PROBLEM>
Copy each line from the data that has the word "InvalidCredentials" in it.

Stored data entries
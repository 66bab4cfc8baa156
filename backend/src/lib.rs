pub mod config;
pub mod routes;
pub mod auth;
pub mod store;
pub mod models;
pub mod tenant;
pub mod logging;
pub mod error;
pub mod test_util;

pub use config::Config;
pub use auth::{
    get_authenticated_server_user, get_authenticated_user, is_admin_user, AuthClient, IdentityProvider,
    RequestContext, ServerClientFactory, Unauthorized,
};
pub use error::ApiError;
pub use store::{Stores, TenantStore, UserStore};
pub use tenant::TenantAuth;

use std::sync::Arc;

/// Shared application state.
pub struct AppState {
    pub config: Config,
    pub auth_clients: ServerClientFactory,
    pub users: Arc<dyn UserStore>,
    pub tenants: TenantAuth,
}

impl AppState {
    pub fn new(config: Config, auth_clients: ServerClientFactory, stores: Stores) -> Result<Self, ::config::ConfigError> {
        let secret = config
            .session_secret()
            .ok_or_else(|| ::config::ConfigError::Message("tenant session secret is not configured".to_string()))?
            .to_string();
        let tenants = TenantAuth::new(stores.tenants, &secret, config.tenant.clone());

        Ok(Self {
            config,
            auth_clients,
            users: stores.users,
            tenants,
        })
    }
}
use std::sync::Arc;

use bcrypt::BcryptError;
use chrono::{DateTime, Duration, Utc};
use gate_common::TenantSession;
use serde::Serialize;

use crate::config::TenantConfig;
use crate::models::{normalize_email, NewTenantLogin, TenantLogin};
use crate::store::{OneTimeToken, StoreError, TenantKey, TenantStore, TenantUpdate};

use super::password::{hash_password, verify_password};
use super::token::{generate_secure_token, is_live, token_expiry, SessionSigner, TOKEN_BYTES};

#[derive(Debug, thiserror::Error)]
pub enum TenantError {
    #[error("Email and password are required")]
    MissingCredentials,
    #[error("Invalid email or password")]
    InvalidCredentials,
    #[error("Account disabled. Please contact your landlord.")]
    AccountDisabled,
    #[error("Password setup required")]
    PasswordNotSet,
    #[error("Token and password are required")]
    MissingToken,
    #[error("Password must be at least {0} characters long")]
    PasswordTooShort(usize),
    #[error("Invalid or expired link")]
    InvalidLink,
    #[error("contractor_id is required")]
    MissingContractor,
    #[error("Valid email is required")]
    InvalidEmail,
    #[error("Tenant already has a login record")]
    AlreadyInvited,
    #[error("Email is already registered")]
    EmailTaken,
    #[error("Tenant login not found")]
    NotFound,
    #[error(transparent)]
    Store(#[from] StoreError),
    #[error("Password hashing failed: {0}")]
    Hashing(#[from] BcryptError),
    #[error("Session signing failed: {0}")]
    Signing(#[from] jsonwebtoken::errors::Error),
}

/// A tenant that just proved their identity, with a fresh session token.
#[derive(Debug, Clone)]
pub struct SignedIn {
    pub tenant: TenantLogin,
    pub session_token: String,
}

#[derive(Debug, Clone, Serialize)]
pub struct Invitation {
    pub tenant_login_id: String,
    pub invite_token: String,
    pub invite_expires_at: DateTime<Utc>,
    pub setup_url: String,
}

#[derive(Debug, Clone, Serialize)]
pub struct ResetGrant {
    pub reset_token: String,
    pub reset_expires_at: DateTime<Utc>,
}

/// Tenant login flows on top of a [`TenantStore`].
pub struct TenantAuth {
    store: Arc<dyn TenantStore>,
    signer: SessionSigner,
    config: TenantConfig,
}

impl TenantAuth {
    pub fn new(store: Arc<dyn TenantStore>, secret: &str, config: TenantConfig) -> Self {
        let signer = SessionSigner::new(secret, Duration::days(config.session_expiry_days));
        Self { store, signer, config }
    }

    /// Decode a session cookie value and check the login still exists and
    /// is enabled. Store failures count as no session.
    pub async fn verify_session(&self, token: &str) -> Option<TenantSession> {
        let session = self.signer.verify(token)?;

        match self.store.find_tenant(TenantKey::Id(&session.tenant_id)).await {
            Ok(Some(tenant)) if tenant.enabled => Some(session),
            Ok(Some(_)) => {
                tracing::debug!(tenant_id = %session.tenant_id, "Session of disabled tenant rejected");
                None
            }
            Ok(None) => {
                tracing::debug!(tenant_id = %session.tenant_id, "Session of deleted tenant rejected");
                None
            }
            Err(e) => {
                tracing::warn!(tenant_id = %session.tenant_id, "Session check failed: {}", e);
                None
            }
        }
    }

    /// E-mail + password login.
    ///
    /// Unknown e-mail and wrong password fail identically.
    pub async fn login(&self, email: &str, password: &str) -> Result<SignedIn, TenantError> {
        if email.trim().is_empty() || password.is_empty() {
            return Err(TenantError::MissingCredentials);
        }

        let tenant = self
            .store
            .find_tenant(TenantKey::Email(&normalize_email(email)))
            .await?
            .ok_or(TenantError::InvalidCredentials)?;

        if !tenant.enabled {
            return Err(TenantError::AccountDisabled);
        }

        let Some(password_hash) = tenant.password_hash.as_deref() else {
            return Err(TenantError::PasswordNotSet);
        };

        if !verify_password(password, password_hash).await {
            tracing::info!(tenant_id = %tenant.id, "Tenant login failed: wrong password");
            return Err(TenantError::InvalidCredentials);
        }

        self.sign_in(tenant).await
    }

    /// First password for an invited tenant. Logs the tenant in.
    pub async fn setup_password(&self, invite_token: &str, password: &str) -> Result<SignedIn, TenantError> {
        self.check_new_password(invite_token, password)?;

        let tenant = self
            .store
            .find_tenant(TenantKey::InviteToken(invite_token))
            .await?
            .filter(|t| is_live(t.invite_expires_at))
            .ok_or(TenantError::InvalidLink)?;

        self.replace_password(tenant, password, TenantUpdate {
            require_token: Some(OneTimeToken::Invite(invite_token.to_string())),
            clear_invite: true,
            ..Default::default()
        })
        .await
    }

    /// New password via a reset token. Logs the tenant in.
    pub async fn reset_password(&self, reset_token: &str, password: &str) -> Result<SignedIn, TenantError> {
        self.check_new_password(reset_token, password)?;

        let tenant = self
            .store
            .find_tenant(TenantKey::ResetToken(reset_token))
            .await?
            .filter(|t| is_live(t.reset_expires_at))
            .ok_or(TenantError::InvalidLink)?;

        self.replace_password(tenant, password, TenantUpdate {
            require_token: Some(OneTimeToken::Reset(reset_token.to_string())),
            clear_reset: true,
            ..Default::default()
        })
        .await
    }

    /// Create an enabled login for a contractor, pending password setup.
    ///
    /// `origin` overrides the configured app URL when building the setup link.
    pub async fn invite(&self, contractor_id: &str, email: &str, origin: Option<&str>) -> Result<Invitation, TenantError> {
        let contractor_id = contractor_id.trim();
        if contractor_id.is_empty() {
            return Err(TenantError::MissingContractor);
        }
        if !email.contains('@') {
            return Err(TenantError::InvalidEmail);
        }

        if self.store.find_tenant(TenantKey::ContractorId(contractor_id)).await?.is_some() {
            return Err(TenantError::AlreadyInvited);
        }
        let email = normalize_email(email);
        if self.store.find_tenant(TenantKey::Email(&email)).await?.is_some() {
            return Err(TenantError::EmailTaken);
        }

        let invite_token = generate_secure_token(TOKEN_BYTES);
        let invite_expires_at = token_expiry(self.config.invite_expiry_hours);

        // Unusable until setup replaces it.
        let placeholder = hash_password(&generate_secure_token(TOKEN_BYTES), self.config.bcrypt_cost).await?;

        let login = NewTenantLogin::new(contractor_id, &email, placeholder, invite_token.clone(), invite_expires_at);
        let created = self.store.insert_tenant(&login).await?;

        let base = origin.unwrap_or(&self.config.app_url).trim_end_matches('/');
        let setup_url = format!("{}{}?token={}", base, self.config.setup_path, invite_token);

        tracing::info!(tenant_id = %created.id, contractor_id, "Invited tenant");

        Ok(Invitation {
            tenant_login_id: created.id,
            invite_token,
            invite_expires_at,
            setup_url,
        })
    }

    pub async fn set_enabled(&self, tenant_id: &str, enabled: bool) -> Result<(), TenantError> {
        let update = TenantUpdate {
            enabled: Some(enabled),
            ..Default::default()
        };
        if !self.store.update_tenant(tenant_id, &update).await? {
            return Err(TenantError::NotFound);
        }
        tracing::info!(tenant_id, enabled, "Tenant access changed");
        Ok(())
    }

    pub async fn issue_reset_token(&self, tenant_id: &str) -> Result<ResetGrant, TenantError> {
        let reset_token = generate_secure_token(TOKEN_BYTES);
        let reset_expires_at = token_expiry(self.config.reset_expiry_hours);

        let update = TenantUpdate {
            reset: Some((reset_token.clone(), reset_expires_at)),
            ..Default::default()
        };
        if !self.store.update_tenant(tenant_id, &update).await? {
            return Err(TenantError::NotFound);
        }
        tracing::info!(tenant_id, "Issued tenant reset token");

        Ok(ResetGrant {
            reset_token,
            reset_expires_at,
        })
    }

    fn check_new_password(&self, token: &str, password: &str) -> Result<(), TenantError> {
        if token.is_empty() || password.is_empty() {
            return Err(TenantError::MissingToken);
        }
        if password.chars().count() < self.config.min_password_length {
            return Err(TenantError::PasswordTooShort(self.config.min_password_length));
        }
        Ok(())
    }

    async fn replace_password(&self, tenant: TenantLogin, password: &str, mut update: TenantUpdate) -> Result<SignedIn, TenantError> {
        if !tenant.enabled {
            return Err(TenantError::AccountDisabled);
        }

        let password_hash = hash_password(password, self.config.bcrypt_cost).await?;
        update.password_hash = Some(password_hash.clone());
        if !self.store.update_tenant(&tenant.id, &update).await? {
            return Err(TenantError::InvalidLink);
        }

        let mut tenant = tenant;
        tenant.password_hash = Some(password_hash);
        if update.clear_invite {
            tenant.invite_token = None;
            tenant.invite_expires_at = None;
        }
        if update.clear_reset {
            tenant.reset_token = None;
            tenant.reset_expires_at = None;
        }
        self.sign_in(tenant).await
    }

    async fn sign_in(&self, mut tenant: TenantLogin) -> Result<SignedIn, TenantError> {
        let session_token = self.signer.create(&tenant)?;

        let now = Utc::now();
        let touch = TenantUpdate {
            last_login_at: Some(now),
            ..Default::default()
        };
        match self.store.update_tenant(&tenant.id, &touch).await {
            Ok(_) => tenant.last_login_at = Some(now),
            Err(e) => tracing::warn!(tenant_id = %tenant.id, "Could not record last login: {}", e),
        }

        tracing::info!(tenant_id = %tenant.id, "Tenant signed in");
        Ok(SignedIn {
            tenant,
            session_token,
        })
    }
}
//! Identity provider seam.

use std::sync::Arc;

use async_trait::async_trait;
use gate_common::Principal;

use crate::config::{ProviderConfig, ProviderMode};

use super::jwks::JwksProvider;
use super::remote::RemoteProvider;

#[derive(Debug, thiserror::Error)]
pub enum ProviderError {
    #[error("Auth session missing")]
    SessionMissing,
    #[error("Invalid token: {0}")]
    InvalidToken(String),
    #[error("Key not found for kid: {0}")]
    KeyNotFound(String),
    #[error("JWKS fetch error: {0}")]
    JwksFetchError(String),
    #[error("Identity provider rejected session ({status}): {message}")]
    Rejected { status: u16, message: String },
    #[error("Identity provider unreachable: {0}")]
    Transport(String),
    #[error("Malformed identity provider response: {0}")]
    Decode(String),
}

/// Something that can tell who owns an access token.
///
/// `Ok(None)` means the provider answered but knows no user for the token.
#[async_trait]
pub trait IdentityProvider: Send + Sync {
    async fn get_user(&self, access_token: Option<&str>) -> Result<Option<Principal>, ProviderError>;
}

/// Build the provider selected by `config.mode`.
pub async fn connect(config: &ProviderConfig) -> Result<Arc<dyn IdentityProvider>, ProviderError> {
    match config.mode {
        ProviderMode::Remote => Ok(Arc::new(RemoteProvider::new(&config.url, &config.anon_key))),
        ProviderMode::Jwks => {
            let provider = JwksProvider::new(&config.issuer(), config.jwt_audience.as_deref()).await?;
            Ok(Arc::new(provider))
        }
    }
}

TASK ANSWER>
    InvalidCredentials,
            .ok_or(TenantError::InvalidCredentials)?;
            return Err(TenantError::InvalidCredentials);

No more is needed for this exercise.